**Assignment:** Where does the word "impl" appear in the data? Copy every line that holds it.

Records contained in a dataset
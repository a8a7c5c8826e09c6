use serde::{Deserialize, Serialize};
use std::fmt;
use std::str::FromStr;
use thiserror::Error;
use url::Url;

use crate::model::ids::CardId;

//
// ─── CATEGORY & DIFFICULTY ─────────────────────────────────────────────────────
//

/// Otolaryngology subspecialty a card belongs to.
#[derive(Debug, Clone, Copy, PartialEq, Eq, Hash, Serialize, Deserialize)]
#[serde(rename_all = "kebab-case")]
pub enum Category {
    Laryngology,
    Rhinology,
    Otology,
    HeadNeck,
}

impl Category {
    pub const ALL: [Category; 4] = [
        Category::Laryngology,
        Category::Rhinology,
        Category::Otology,
        Category::HeadNeck,
    ];

    #[must_use]
    pub fn as_str(&self) -> &'static str {
        match self {
            Category::Laryngology => "laryngology",
            Category::Rhinology => "rhinology",
            Category::Otology => "otology",
            Category::HeadNeck => "head-neck",
        }
    }
}

impl fmt::Display for Category {
    fn fmt(&self, f: &mut fmt::Formatter<'_>) -> fmt::Result {
        f.write_str(self.as_str())
    }
}

impl FromStr for Category {
    type Err = CardError;

    fn from_str(s: &str) -> Result<Self, Self::Err> {
        match s {
            "laryngology" => Ok(Category::Laryngology),
            "rhinology" => Ok(Category::Rhinology),
            "otology" => Ok(Category::Otology),
            "head-neck" => Ok(Category::HeadNeck),
            other => Err(CardError::UnknownCategory(other.to_string())),
        }
    }
}

#[derive(Debug, Clone, Copy, PartialEq, Eq, Hash, Serialize, Deserialize)]
#[serde(rename_all = "lowercase")]
pub enum Difficulty {
    Easy,
    Medium,
    Hard,
}

impl Difficulty {
    #[must_use]
    pub fn as_str(&self) -> &'static str {
        match self {
            Difficulty::Easy => "easy",
            Difficulty::Medium => "medium",
            Difficulty::Hard => "hard",
        }
    }
}

impl fmt::Display for Difficulty {
    fn fmt(&self, f: &mut fmt::Formatter<'_>) -> fmt::Result {
        f.write_str(self.as_str())
    }
}

impl FromStr for Difficulty {
    type Err = CardError;

    fn from_str(s: &str) -> Result<Self, Self::Err> {
        match s {
            "easy" => Ok(Difficulty::Easy),
            "medium" => Ok(Difficulty::Medium),
            "hard" => Ok(Difficulty::Hard),
            other => Err(CardError::UnknownDifficulty(other.to_string())),
        }
    }
}

//
// ─── IMAGE REFERENCES ──────────────────────────────────────────────────────────
//

/// Validated reference to a card image: an absolute http(s) URL or a
/// root-relative asset path (`/assets/...`).
#[derive(Debug, Clone, PartialEq, Eq, Serialize, Deserialize)]
#[serde(try_from = "String", into = "String")]
pub struct ImageRef(String);

impl ImageRef {
    /// Validate a raw image reference.
    ///
    /// # Errors
    ///
    /// Returns `CardError::InvalidImage` when the value is neither a
    /// root-relative path nor an http(s) URL.
    pub fn parse(raw: &str) -> Result<Self, CardError> {
        if raw.starts_with('/') && raw.len() > 1 {
            return Ok(Self(raw.to_owned()));
        }
        let parsed =
            Url::parse(raw).map_err(|_| CardError::InvalidImage(raw.to_owned()))?;
        match parsed.scheme() {
            "http" | "https" => Ok(Self(raw.to_owned())),
            _ => Err(CardError::InvalidImage(raw.to_owned())),
        }
    }

    #[must_use]
    pub fn as_str(&self) -> &str {
        &self.0
    }
}

impl TryFrom<String> for ImageRef {
    type Error = CardError;

    fn try_from(value: String) -> Result<Self, Self::Error> {
        Self::parse(&value)
    }
}

impl From<ImageRef> for String {
    fn from(value: ImageRef) -> Self {
        value.0
    }
}

//
// ─── CARD CONTENT VARIANTS ─────────────────────────────────────────────────────
//

/// A labelled point of interest on an anatomy image, in relative coordinates
/// (0.0..=1.0 from the top-left corner).
#[derive(Debug, Clone, PartialEq, Serialize, Deserialize)]
pub struct Hotspot {
    pub label: String,
    pub x: f32,
    pub y: f32,
    #[serde(default, skip_serializing_if = "Option::is_none")]
    pub detail: Option<String>,
}

/// Type-specific payload of a card, tagged the way the upstream dataset
/// encodes it (`"type": "quiz"` etc.).
#[derive(Debug, Clone, PartialEq, Serialize, Deserialize)]
#[serde(tag = "type")]
pub enum CardContent {
    #[serde(rename = "quiz", rename_all = "camelCase")]
    Quiz {
        question: String,
        options: Vec<String>,
        answer_index: usize,
        #[serde(default, skip_serializing_if = "Option::is_none")]
        explanation: Option<String>,
    },
    #[serde(rename = "flashcard")]
    Flashcard { front: String, back: String },
    #[serde(rename = "fill-blank")]
    FillBlank { text: String, answer: String },
    #[serde(rename = "animated-text")]
    AnimatedText { lines: Vec<String> },
    #[serde(rename = "anatomy-hotspot")]
    AnatomyHotspot {
        image: ImageRef,
        hotspots: Vec<Hotspot>,
    },
    #[serde(rename = "surgical-steps")]
    SurgicalSteps { title: String, steps: Vec<String> },
    #[serde(rename = "image-quiz", rename_all = "camelCase")]
    ImageQuiz {
        image: ImageRef,
        question: String,
        options: Vec<String>,
        answer_index: usize,
    },
}

impl CardContent {
    /// Whether this card type raises correct/incorrect answer events.
    #[must_use]
    pub fn is_interactive(&self) -> bool {
        matches!(
            self,
            CardContent::Quiz { .. } | CardContent::FillBlank { .. } | CardContent::ImageQuiz { .. }
        )
    }
}

//
// ─── CARD ──────────────────────────────────────────────────────────────────────
//

/// An atomic unit of study content.
///
/// Cards are read-only for the duration of a session. `seq` is assigned by
/// the catalog source and defines the display order within a stack.
#[derive(Debug, Clone, PartialEq, Serialize, Deserialize)]
pub struct Card {
    pub id: CardId,
    pub stack: String,
    pub category: Category,
    pub difficulty: Difficulty,
    pub seq: u32,
    #[serde(flatten)]
    pub content: CardContent,
}

//
// ─── CARD ERRORS ───────────────────────────────────────────────────────────────
//

#[derive(Debug, Error, Clone, PartialEq, Eq)]
#[non_exhaustive]
pub enum CardError {
    #[error("unknown category: {0}")]
    UnknownCategory(String),

    #[error("unknown difficulty: {0}")]
    UnknownDifficulty(String),

    #[error("invalid image reference: {0}")]
    InvalidImage(String),
}

//
// ─── TESTS ─────────────────────────────────────────────────────────────────────
//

**Response to this exercise:**
impl Category {
impl fmt::Display for Category {
impl FromStr for Category {
impl Difficulty {
impl fmt::Display for Difficulty {
impl FromStr for Difficulty {
impl ImageRef {
impl TryFrom<String> for ImageRef {
impl From<ImageRef> for String {
impl CardContent {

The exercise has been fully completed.